Consequently, many hope Jokowi and Ahok will herald a new brand of leadership. Both received strong popular support in their previous roles as Mayor of Solo and Regent of East Belitung respectively. Jokowi, currently in the running for the 2012 World Mayor award, is widely viewed as pro-poor and anti-corruption. Ahok, an Indonesian Chinese, is the hope of a diaspora historically sidelined from politics and frequently the focus of violent ethnic attacks. One credible poll even put the Indonesian Chinese support of their ticket at 100 per cent.
All this news is enough to put Indonesia squarely in the sites of the Asian Century White Paper, not to mention the countless analysts for whom the sole statistic, a 240 million person population, is almost sufficient cause for investment. But the assumptions underpinning the models should be considered with some caution (as the McKinsey report freely admits).

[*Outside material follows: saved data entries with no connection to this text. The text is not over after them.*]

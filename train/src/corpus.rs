use ::std::{
    fs::{self, File},
    io::{self, BufRead, BufReader, Lines},
    path::{Path, PathBuf},
};
use langtree::CorpusJob;

/// Builds one training job per language subdirectory of `src_dir`.
///
/// The directory name is the language code; every plain text file inside it
/// is read line by line, lazily, in sorted path order. Jobs are returned in
/// language code order.
pub fn corpus_jobs(src_dir: &Path) -> io::Result<Vec<CorpusJob>> {
    let mut lang_dirs = Vec::new();
    for entry in fs::read_dir(src_dir)? {
        let entry = entry?;
        if entry.file_type()?.is_dir() {
            lang_dirs.push(entry.path());
        }
    }
    lang_dirs.sort_unstable();

    let mut jobs = Vec::new();
    for lang_dir in lang_dirs {
        let Some(code) = lang_dir.file_name().and_then(|name| name.to_str()) else {
            continue;
        };

        let mut files = Vec::new();
        for entry in fs::read_dir(&lang_dir)? {
            let entry = entry?;
            if entry.file_type()?.is_file() {
                files.push(entry.path());
            }
        }
        files.sort_unstable();
        tracing::debug!(code, files = files.len(), "language corpus found");

        jobs.push(CorpusJob::new(code, DirLines::new(files)));
    }
    Ok(jobs)
}

/// Lazy line stream over a list of files. A file open failure surfaces as
/// an error item, aborting that language's training without touching the
/// others.
struct DirLines {
    paths: ::std::vec::IntoIter<PathBuf>,
    current: Option<Lines<BufReader<File>>>,
}

impl DirLines {
    #[inline]
    fn new(paths: Vec<PathBuf>) -> Self {
        Self {
            paths: paths.into_iter(),
            current: None,
        }
    }
}

impl Iterator for DirLines {
    type Item = io::Result<String>;

    fn next(&mut self) -> Option<Self::Item> {
        loop {
            if let Some(lines) = &mut self.current {
                match lines.next() {
                    Some(line) => return Some(line),
                    None => self.current = None,
                }
            }
            let path = self.paths.next()?;
            match File::open(&path) {
                Ok(file) => self.current = Some(BufReader::new(file).lines()),
                Err(e) => return Some(Err(e)),
            }
        }
    }
}

#[cfg(test)]
mod tests {
    use super::*;
    use ::std::fs;

    #[test]
    fn test_corpus_jobs_layout() {
        let dir = tempfile::tempdir().unwrap();
        fs::create_dir(dir.path().join("fr")).unwrap();
        fs::create_dir(dir.path().join("en")).unwrap();
        fs::write(dir.path().join("en/b.txt"), "second file\n").unwrap();
        fs::write(dir.path().join("en/a.txt"), "first file\nwith two lines\n").unwrap();
        fs::write(dir.path().join("fr/a.txt"), "une ligne\n").unwrap();
        fs::write(dir.path().join("ignored.txt"), "not a language dir\n").unwrap();

        let jobs = corpus_jobs(dir.path()).unwrap();
        let codes: Vec<_> = jobs.iter().map(|job| job.code.as_str()).collect();
        assert_eq!(codes, ["en", "fr"]);

        let en = jobs.into_iter().next().unwrap();
        let lines: Vec<String> = en.lines.map(|line| line.unwrap()).collect();
        assert_eq!(lines, ["first file", "with two lines", "second file"]);
    }

    #[test]
    fn test_missing_source_dir() {
        let dir = tempfile::tempdir().unwrap();
        assert!(corpus_jobs(&dir.path().join("absent")).is_err());
    }
}
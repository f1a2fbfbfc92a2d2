use crate::{
    bin_model,
    error::RegistryError,
    tree::GramTree,
};
use ::core::cmp::Ordering;
use ::std::{fs, io, path::Path, sync::Arc};
use ahash::{AHashMap, AHashSet};
use compact_str::CompactString;
use itertools::Itertools;
use parking_lot::RwLock;

#[cfg(test)]
mod tests;

struct Profiles {
    by_code: AHashMap<CompactString, Arc<GramTree>>,
    sealed: bool,
}

/// Registry of per-language gram trees with best-match detection.
///
/// Registration is serialized against queries; queries clone the tree
/// handles out of the lock and score without holding it, so any number of
/// threads may detect concurrently.
///
/// A detector holding a pre-trained bundle can be [`seal`](Self::seal)ed:
/// further registration then fails with [`RegistryError::Sealed`] instead of
/// mutating shared state. Share a sealed detector via `Arc` where a
/// process-wide instance is wanted.
pub struct Detector {
    profiles: RwLock<Profiles>,
}

impl Default for Detector {
    #[inline]
    fn default() -> Self {
        Self::new()
    }
}

impl Detector {
    /// Creates an empty, mutable detector.
    #[inline]
    pub fn new() -> Self {
        Self {
            profiles: RwLock::new(Profiles {
                by_code: AHashMap::new(),
                sealed: false,
            }),
        }
    }

    /// Loads every `<code>_tree.bin` model found in `dir` and returns a
    /// sealed detector.
    ///
    /// Unreadable or incompatible models are skipped with a warning, so a
    /// bundle stays usable when single languages fail to load.
    pub fn from_models_dir(dir: impl AsRef<Path>) -> io::Result<Self> {
        let mut by_code = AHashMap::new();
        for entry in fs::read_dir(dir)? {
            let path = entry?.path();
            let Some(code) = path
                .file_name()
                .and_then(|name| name.to_str())
                .and_then(bin_model::model_file_code)
            else {
                continue;
            };

            match bin_model::read_model_file(&path) {
                Ok(tree) => {
                    by_code.insert(CompactString::from(code), Arc::new(tree));
                }
                Err(e) => {
                    tracing::warn!(code, error = %e, "skipping language model");
                }
            }
        }

        tracing::info!(languages = by_code.len(), "model bundle loaded");
        Ok(Self {
            profiles: RwLock::new(Profiles {
                by_code,
                sealed: true,
            }),
        })
    }

    /// Registers (or overwrites) the tree for a language code.
    pub fn register(
        &self,
        code: impl Into<CompactString>,
        tree: GramTree,
    ) -> Result<(), RegistryError> {
        let mut profiles = self.profiles.write();
        if profiles.sealed {
            return Err(RegistryError::Sealed);
        }
        profiles.by_code.insert(code.into(), Arc::new(tree));
        Ok(())
    }

    /// Registers a language from a persisted model blob.
    pub fn register_bytes(
        &self,
        code: impl Into<CompactString>,
        bytes: &[u8],
    ) -> Result<(), RegistryError> {
        let tree = bin_model::decode_model(bytes)?;
        self.register(code, tree)
    }

    /// Forbids any further registration. One-way.
    #[inline]
    pub fn seal(&self) {
        self.profiles.write().sealed = true;
    }

    #[inline]
    pub fn is_sealed(&self) -> bool {
        self.profiles.read().sealed
    }

    /// Registered language codes, sorted.
    pub fn languages(&self) -> Vec<CompactString> {
        let mut codes: Vec<_> = self.profiles.read().by_code.keys().cloned().collect();
        codes.sort_unstable();
        codes
    }

    #[inline]
    pub fn len(&self) -> usize {
        self.profiles.read().by_code.len()
    }

    #[inline]
    pub fn is_empty(&self) -> bool {
        self.profiles.read().by_code.is_empty()
    }

    /// Detects the language of `text` among all registered languages.
    ///
    /// A language is only ever returned on a strictly positive score; a text
    /// matching nothing (including the empty text) yields [`None`].
    #[inline]
    pub fn detect(&self, text: &str) -> Option<CompactString> {
        self.detect_scan(text, None)
    }

    /// Detects the language of `text` among `allowed` registered languages.
    #[inline]
    pub fn detect_among<'a>(
        &self,
        text: &str,
        allowed: impl IntoIterator<Item = &'a str>,
    ) -> Option<CompactString> {
        let allowed: AHashSet<&str> = allowed.into_iter().collect();
        self.detect_scan(text, Some(&allowed))
    }

    /// Scores `text` against every registered language.
    ///
    /// Result is sorted by score in a descending order, ties broken by
    /// language code. All scores are returned, including non-positive ones.
    #[inline]
    pub fn rank(&self, text: &str) -> Vec<(CompactString, f64)> {
        self.rank_scan(text, None)
    }

    /// Scores `text` against the `allowed` registered languages.
    #[inline]
    pub fn rank_among<'a>(
        &self,
        text: &str,
        allowed: impl IntoIterator<Item = &'a str>,
    ) -> Vec<(CompactString, f64)> {
        let allowed: AHashSet<&str> = allowed.into_iter().collect();
        self.rank_scan(text, Some(&allowed))
    }

    /// Snapshot of the selected profiles in lexicographic code order, so
    /// every scan is deterministic.
    fn snapshot(&self, allowed: Option<&AHashSet<&str>>) -> Vec<(CompactString, Arc<GramTree>)> {
        let profiles = self.profiles.read();
        let mut selected: Vec<_> = profiles
            .by_code
            .iter()
            .filter(|(code, _)| allowed.map_or(true, |set| set.contains(code.as_str())))
            .map(|(code, tree)| (code.clone(), Arc::clone(tree)))
            .collect();
        drop(profiles);
        selected.sort_unstable_by(|first, second| first.0.cmp(&second.0));
        selected
    }

    fn detect_scan(&self, text: &str, allowed: Option<&AHashSet<&str>>) -> Option<CompactString> {
        let mut best = 0.0;
        let mut best_code = None;
        for (code, tree) in self.snapshot(allowed) {
            let score = tree.score_text(text);
            tracing::debug!(%code, score, "language scored");
            if score > best {
                best = score;
                best_code = Some(code);
            }
        }
        best_code
    }

    fn rank_scan(
        &self,
        text: &str,
        allowed: Option<&AHashSet<&str>>,
    ) -> Vec<(CompactString, f64)> {
        self.snapshot(allowed)
            .into_iter()
            .map(|(code, tree)| {
                let score = tree.score_text(text);
                (code, score)
            })
            .sorted_unstable_by(order_by_score_and_code)
            .collect()
    }
}

#[inline]
fn order_by_score_and_code(
    first: &(CompactString, f64),
    second: &(CompactString, f64),
) -> Ordering {
    second
        .1
        .total_cmp(&first.1)
        .then_with(|| first.0.cmp(&second.0))
}
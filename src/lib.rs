//! # Natural language detection library
//!
//! Detects the language of a text by scoring it against per-language
//! character ngram trees. A tree is learned from a corpus with
//! [`GramTreeBuilder`], optionally pruned, frozen into an immutable
//! [`GramTree`], and registered into a [`Detector`] under a language code.
//! Frozen trees can be persisted as versioned binary models and loaded back
//! as a bundle.
//!
//! # Example
//! ```rust
//! use langtree::{Detector, GramTreeBuilder, NgramBounds};
//!
//! let bounds = NgramBounds::new(1, 3).unwrap();
//!
//! let mut english = GramTreeBuilder::new(bounds);
//! english.learn("the quick brown fox jumps over the lazy dog").unwrap();
//!
//! let mut french = GramTreeBuilder::new(bounds);
//! french.learn("le renard brun saute par-dessus le chien paresseux").unwrap();
//!
//! let detector = Detector::new();
//! detector.register("en", english.build()).unwrap();
//! detector.register("fr", french.build()).unwrap();
//!
//! assert_eq!(detector.detect("the quick brown fox").as_deref(), Some("en"));
//! ```
//!
//! Training many languages at once is parallelized by
//! [`ParallelTrainer`], one worker and one builder per language.

mod bin_model;
mod detector;
mod error;
mod ngrams;
mod trainer;
mod tree;

pub use bin_model::{
    decode_model, encode_model, model_file_name, read_model_file, write_model_file,
};
pub use detector::Detector;
pub use error::{ConfigError, ModelError, RegistryError, TrainError};
pub use ngrams::{NgramBounds, Ngrams};
pub use trainer::{CorpusJob, ParallelTrainer, TrainerConfig, TrainingOutcome};
pub use tree::{GramTree, GramTreeBuilder};
use crate::{
    error::ModelError,
    ngrams::NgramBounds,
    tree::{GramTree, Node},
};
use ::std::{
    fs::{create_dir_all, File},
    io::{self, Cursor, Read, Write},
    path::Path,
};
use brotli::{CompressorWriter, Decompressor};
use serde::{Deserialize, Serialize};

// One persisted language model: a 5 byte header (magic + version) followed
// by a brotli-compressed encom document of the tree. The header is checked
// before the payload is touched.
const MAGIC: [u8; 4] = *b"LTRM";
const VERSION: u8 = 1;

const HEADER_LEN: usize = MAGIC.len() + 1;
const BROTLI_BUFFER: usize = 4096;
const BROTLI_QUALITY: u32 = 11;
const BROTLI_LG_WINDOW: u32 = 22;

/// Deterministic model file name for a language code.
#[inline]
pub fn model_file_name(code: &str) -> String {
    format!("{code}_tree.bin")
}

/// Language code of a model file name, if it is one.
#[inline]
pub(crate) fn model_file_code(file_name: &str) -> Option<&str> {
    file_name.strip_suffix("_tree.bin").filter(|c| !c.is_empty())
}

#[derive(Serialize, Deserialize)]
struct BinModel {
    min: usize,
    max: usize,
    gram_count: u64,
    root: BinNode,
}

#[derive(Serialize, Deserialize)]
struct BinNode {
    c: u32,
    f: u32,
    #[serde(default, skip_serializing_if = "Vec::is_empty")]
    n: Vec<BinNode>,
}

impl BinNode {
    fn pack(node: &Node) -> Self {
        Self {
            c: node.ch as u32,
            f: node.freq,
            n: node.children.iter().map(Self::pack).collect(),
        }
    }

    fn unpack(self) -> Result<Node, ModelError> {
        let ch = char::from_u32(self.c).ok_or(ModelError::Invalid("bad code point"))?;
        let children: Box<[Node]> = self
            .n
            .into_iter()
            .map(Self::unpack)
            .collect::<Result<_, _>>()?;
        if !children.windows(2).all(|pair| pair[0].ch < pair[1].ch) {
            return Err(ModelError::Invalid("children out of order"));
        }
        Ok(Node {
            ch,
            freq: self.f,
            children,
        })
    }
}

/// Encodes a tree into a versioned model blob.
pub fn encode_model(tree: &GramTree) -> io::Result<Vec<u8>> {
    let model = BinModel {
        min: tree.bounds().min(),
        max: tree.bounds().max(),
        gram_count: tree.gram_count(),
        root: BinNode::pack(tree.root()),
    };
    let ser = serde_encom::to_string(&model)
        .map_err(|e| io::Error::new(io::ErrorKind::InvalidData, e.to_string()))?;

    let mut out = Vec::with_capacity(HEADER_LEN + (ser.len() >> 2));
    out.extend_from_slice(&MAGIC);
    out.push(VERSION);
    {
        let mut compressor =
            CompressorWriter::new(&mut out, BROTLI_BUFFER, BROTLI_QUALITY, BROTLI_LG_WINDOW);
        compressor.write_all(ser.as_bytes())?;
    }
    Ok(out)
}

/// Decodes a model blob back into a tree.
pub fn decode_model(bytes: &[u8]) -> Result<GramTree, ModelError> {
    if bytes.len() < HEADER_LEN || bytes[..MAGIC.len()] != MAGIC {
        return Err(ModelError::BadMagic);
    }
    let version = bytes[MAGIC.len()];
    if version != VERSION {
        return Err(ModelError::UnsupportedVersion { found: version });
    }

    let mut decompressor = Decompressor::new(Cursor::new(&bytes[HEADER_LEN..]), BROTLI_BUFFER);
    let mut content = String::new();
    decompressor
        .read_to_string(&mut content)
        .map_err(ModelError::Read)?;

    let model: BinModel = serde_encom::from_str(&content).map_err(|e| ModelError::Decode(e.into()))?;
    let bounds = NgramBounds::new(model.min, model.max)
        .map_err(|_| ModelError::Invalid("bad ngram bounds"))?;
    let root = model.root.unpack()?;
    Ok(GramTree::from_parts(root, bounds, model.gram_count))
}

/// Writes a tree as a model blob, creating parent directories as needed.
pub fn write_model_file(tree: &GramTree, file_path: &Path) -> io::Result<()> {
    if let Some(parent) = file_path.parent() {
        create_dir_all(parent)?;
    }
    let bytes = encode_model(tree)?;
    let mut file = File::create(file_path)?;
    file.write_all(&bytes)
}

/// Reads a model blob from a file.
pub fn read_model_file(file_path: &Path) -> Result<GramTree, ModelError> {
    let mut file = File::open(file_path).map_err(ModelError::Open)?;
    let mut bytes = Vec::new();
    file.read_to_end(&mut bytes).map_err(ModelError::Read)?;
    decode_model(&bytes)
}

Their report claims, all going well, Indonesia will rank as the seventh largest economy by 2030. It also concedes that to get there will require some impressive feats. Over the past two decades, a majority of Indonesia’s GDP growth came from labour productivity. To hit the government’s 7 per cent per year growth target in the coming two decades — and get to seventh place — will require labour productivity to grow 60 per cent faster than it did in the last 10 years. That alone is a pretty big undertaking.
Achieving lucky number seven is not just about labour productivity, although it does play a very big part. McKinsey identifies four strategies for success: transform consumer services (driven mostly by reducing regulation and improving infrastructure), boost productivity in agriculture and fisheries, build a resource-smart economy (that is, diversify the nation’s fuel sources and exploit its natural resources more effectively), and invest in skill building.
To execute each strategy effectively will require proactive involvement from the government. And if the task alone was not big enough, this is where much of the doubt lies: nobody knows where the government will head after the next federal election in 2014. The question is whether the next administration will follow the path laid out by McKinsey, by cutting unnecessary regulations and boosting government investment in critical areas like education, or whether it will stick closer to the status quo.
Given their impact on Indonesia’s long-term economic fortunes, the unfolding political events are being closely watched by investors.
To secure ongoing growth, whoever governs Indonesia will need to apprehend the usual issues: corruption, government bureaucracy and inadequate infrastructure. It will not be an easy task, but investors across a range of industries clearly feel the time is right. With any luck, Australians will too.